Präklinische Daten

Mit der Kombination Candesartan-Cilexetil/Hydrochlorothiazid sind keine neuen toxikologischen Erkenntnisse gegenüber denjenigen der Einzelkomponenten gefunden worden.
Toxizität
In präklinischen Sicherheitsstudien zeigte Candesartan in hohen Dosen bei Mäusen, Ratten, Hunden und Affen Wirkungen auf die Nieren und auf das rote Blutbild. Candesartan führte zu einem Rückgang der von den roten Blutkörperchen abhängigen Parameter (Erythrozyten, Hämoglobin, Hämatokrit). Candesartan zeigte auch Auswirkungen auf die Nieren (Erneuerung, Erweiterung und Basophilie der Tubuli; erhöhte Plasmakonzentrationen von Harnstoff und Kreatinin). Dies könnte ein Sekundäreffekt der blutdrucksenkenden Wirkung sein, der zu Veränderungen der Nierendurchblutung führt. Das Hinzufügen von Hydrochlorothiazid potenziert die Nephrotoxizität von Candesartan. Darüber hinaus führte Candesartan zu Hyperplasie/Hypertrophie der juxtaglomerulären Zellen. Man nimmt an, dass diese Veränderungen auf die pharmakologische Wirkung von Candesartan zurückzuführen und nur von geringer klinischer Relevanz sind.
Reproduktionstoxizität
In Tierstudien mit Candesartan-Cilexetil wurden spätfetale und neonatale Nierenschäden festgestellt. Es wird angenommen, dass der zugrundeliegende Mechanismus pharmakologisch über die Wirkungen auf das Renin-Angiotensin-Aldosteron-System vermittelt wird.
Die Ergebnisse der fetalen Entwicklungsstudien in Ratten, Mäusen und Kaninchen wurden durch das Hinzufügen von Hydrochlorothiazid nicht signifikant beeinflusst (siehe «Schwangerschaft, Stillzeit»).
Mutagenität und Karzinogenität
In sehr hohen Konzentrationen/Dosen zeigen sowohl Candesartan als auch Hydrochlorothiazid genotoxische Aktivität.

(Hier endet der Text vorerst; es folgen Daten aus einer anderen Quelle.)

//! End-to-end purchase flow over the HTTP surface and the lifecycle
//! actions, against the in-memory store and the recording channel.

mod common;

use rust_decimal::Decimal;
use serde_json::json;
use tower::ServiceExt;

use common::{ADMIN_PASS, BUYER, OWNER, SELLER, balance, body_json, get, post_json, seed_balance, seed_item, test_state};
use souq_server::api;
use souq_server::orders::{ClaimAction, CompleteAction, ConfirmAction, OrderAction};
use shared::{DeliveryMode, OrderStatus};

#[tokio::test]
async fn storefront_hides_payloads_and_sold_items() {
    let (state, _channel) = test_state().await;
    let available = seed_item(&state, 25, DeliveryMode::Instant).await;
    let sold = seed_item(&state, 40, DeliveryMode::Instant).await;
    seed_balance(&state, BUYER, 100).await;

    let app = api::build_app(&state);
    let buy = app
        .clone()
        .oneshot(post_json(
            "/buy",
            json!({ "buyer_id": BUYER, "buyer_name": "buyer", "item_id": sold.key() }),
        ))
        .await
        .expect("buy response");
    assert_eq!(buy.status(), 200);

    let response = app.oneshot(get("/")).await.expect("storefront");
    assert_eq!(response.status(), 200);
    let body = body_json(response).await;
    let items = body["data"]["items"].as_array().expect("items array");
    assert_eq!(items.len(), 1);
    assert_eq!(items[0]["id"], available.key());
    assert_eq!(items[0]["hidden_payload"], "");
}

#[tokio::test]
async fn buy_endpoint_returns_legacy_shape_for_instant_items() {
    let (state, _channel) = test_state().await;
    let item = seed_item(&state, 25, DeliveryMode::Instant).await;
    seed_balance(&state, BUYER, 30).await;

    let app = api::build_app(&state);
    let response = app
        .oneshot(post_json(
            "/buy",
            json!({ "buyer_id": BUYER, "buyer_name": "buyer", "item_id": item.key() }),
        ))
        .await
        .expect("response");
    assert_eq!(response.status(), 200);

    let body = body_json(response).await;
    assert_eq!(body["status"], "completed");
    assert_eq!(body["hidden_data"], "XXXX-YYYY-ZZZZ");
    assert_eq!(body["new_balance"].as_f64(), Some(5.0));
    assert!(body["order_id"].as_str().is_some_and(|id| !id.is_empty()));

    assert_eq!(balance(&state, BUYER).await, Decimal::new(5, 0));
}

#[tokio::test]
async fn buy_with_insufficient_balance_is_a_structured_error() {
    let (state, _channel) = test_state().await;
    let item = seed_item(&state, 25, DeliveryMode::Instant).await;
    seed_balance(&state, BUYER, 10).await;

    let app = api::build_app(&state);
    let response = app
        .oneshot(post_json(
            "/buy",
            json!({ "buyer_id": BUYER, "buyer_name": "buyer", "item_id": item.key() }),
        ))
        .await
        .expect("response");
    assert_eq!(response.status(), 422);

    let body = body_json(response).await;
    assert_eq!(body["code"], "E1003");

    assert_eq!(balance(&state, BUYER).await, Decimal::new(10, 0));
    let stored = state
        .items
        .find_by_id(&item.key())
        .await
        .expect("find")
        .expect("item");
    assert!(!stored.sold);
}

#[tokio::test]
async fn manual_lifecycle_ends_with_confirmed_order_and_paid_seller() {
    let (state, channel) = test_state().await;
    let item = seed_item(&state, 25, DeliveryMode::Manual).await;
    seed_balance(&state, BUYER, 30).await;

    let app = api::build_app(&state);
    let response = app
        .oneshot(post_json(
            "/buy",
            json!({ "buyer_id": BUYER, "buyer_name": "buyer", "item_id": item.key() }),
        ))
        .await
        .expect("response");
    let body = body_json(response).await;
    assert_eq!(body["status"], "pending");
    let order_id = body["order_id"].as_str().expect("order id").to_string();

    let ctx = state.order_context();
    ClaimAction {
        order_id: order_id.clone(),
        admin_id: OWNER,
    }
    .execute(&ctx)
    .await
    .expect("claim");
    CompleteAction {
        order_id: order_id.clone(),
        admin_id: OWNER,
    }
    .execute(&ctx)
    .await
    .expect("complete");
    ConfirmAction {
        order_id: order_id.clone(),
        buyer_id: BUYER,
    }
    .execute(&ctx)
    .await
    .expect("confirm");

    let order = state
        .orders
        .find_by_id(&order_id)
        .await
        .expect("find")
        .expect("order");
    assert_eq!(order.status, OrderStatus::Confirmed);
    assert_eq!(balance(&state, SELLER).await, Decimal::new(25, 0));
    assert!(state.orders.find_active().await.expect("active").is_empty());

    // Buyer got the payload at completion time.
    let buyer_msgs = channel.sent_to(BUYER);
    assert!(buyer_msgs.iter().any(|m| m.text.contains("XXXX-YYYY-ZZZZ")));
}

#[tokio::test]
async fn verify_issues_a_session_cookie_that_scopes_reads() {
    let (state, _channel) = test_state().await;
    seed_balance(&state, BUYER, 50).await;
    let code = state.verify_codes.issue(BUYER, "buyer");

    let app = api::build_app(&state);
    let response = app
        .clone()
        .oneshot(post_json(
            "/verify",
            json!({ "user_id": BUYER, "code": code }),
        ))
        .await
        .expect("verify response");
    assert_eq!(response.status(), 200);
    let cookie = response
        .headers()
        .get("set-cookie")
        .expect("session cookie")
        .to_str()
        .expect("cookie str")
        .to_string();
    assert!(cookie.starts_with("tr_session="));
    let body = body_json(response).await;
    assert_eq!(body["success"], true);
    assert_eq!(body["balance"].as_f64(), Some(50.0));

    let pair = cookie.split(';').next().expect("cookie pair");
    let request = axum::http::Request::builder()
        .uri("/get_balance")
        .header("cookie", pair)
        .body(axum::body::Body::empty())
        .expect("request");
    let response = app.oneshot(request).await.expect("balance response");
    assert_eq!(response.status(), 200);
    let body = body_json(response).await;
    assert_eq!(body["balance"].as_f64(), Some(50.0));
}

#[tokio::test]
async fn wrong_verification_code_establishes_nothing() {
    let (state, _channel) = test_state().await;
    state.verify_codes.issue(BUYER, "buyer");

    let app = api::build_app(&state);
    let response = app
        .clone()
        .oneshot(post_json(
            "/verify",
            json!({ "user_id": BUYER, "code": "000000" }),
        ))
        .await
        .expect("verify response");
    assert_eq!(response.status(), 200);
    assert!(response.headers().get("set-cookie").is_none());
    let body = body_json(response).await;
    assert_eq!(body["success"], false);

    // Session-scoped reads stay closed.
    let response = app.oneshot(get("/get_balance")).await.expect("response");
    assert_eq!(response.status(), 401);
}

#[tokio::test]
async fn admin_api_requires_the_password() {
    let (state, _channel) = test_state().await;
    let app = api::build_app(&state);

    let response = app
        .clone()
        .oneshot(get("/api/admin/dashboard"))
        .await
        .expect("response");
    assert_eq!(response.status(), 403);

    let request = axum::http::Request::builder()
        .uri("/api/admin/dashboard")
        .header("x-admin-pass", ADMIN_PASS)
        .body(axum::body::Body::empty())
        .expect("request");
    let response = app.clone().oneshot(request).await.expect("response");
    assert_eq!(response.status(), 200);
    let body = body_json(response).await;
    assert_eq!(body["code"], "E0000");

    // The top-level alias serves the same gated dashboard.
    let response = app
        .clone()
        .oneshot(get("/dashboard"))
        .await
        .expect("response");
    assert_eq!(response.status(), 403);
    let request = axum::http::Request::builder()
        .uri("/dashboard")
        .header("x-admin-pass", ADMIN_PASS)
        .body(axum::body::Body::empty())
        .expect("request");
    let response = app.oneshot(request).await.expect("response");
    assert_eq!(response.status(), 200);
    let body = body_json(response).await;
    assert_eq!(body["code"], "E0000");
}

Daten aus in-vitro- und in-vivo Genotoxizitäts-Untersuchungen weisen darauf hin, dass Candesartan und Hydrochlorothiazid unter klinischen Bedingungen kaum eine mutagene oder klastogene Aktivität ausüben.
Es gibt keine Hinweise, dass einer der beiden Wirkstoffe ein tumorerzeugendes Potential aufweist.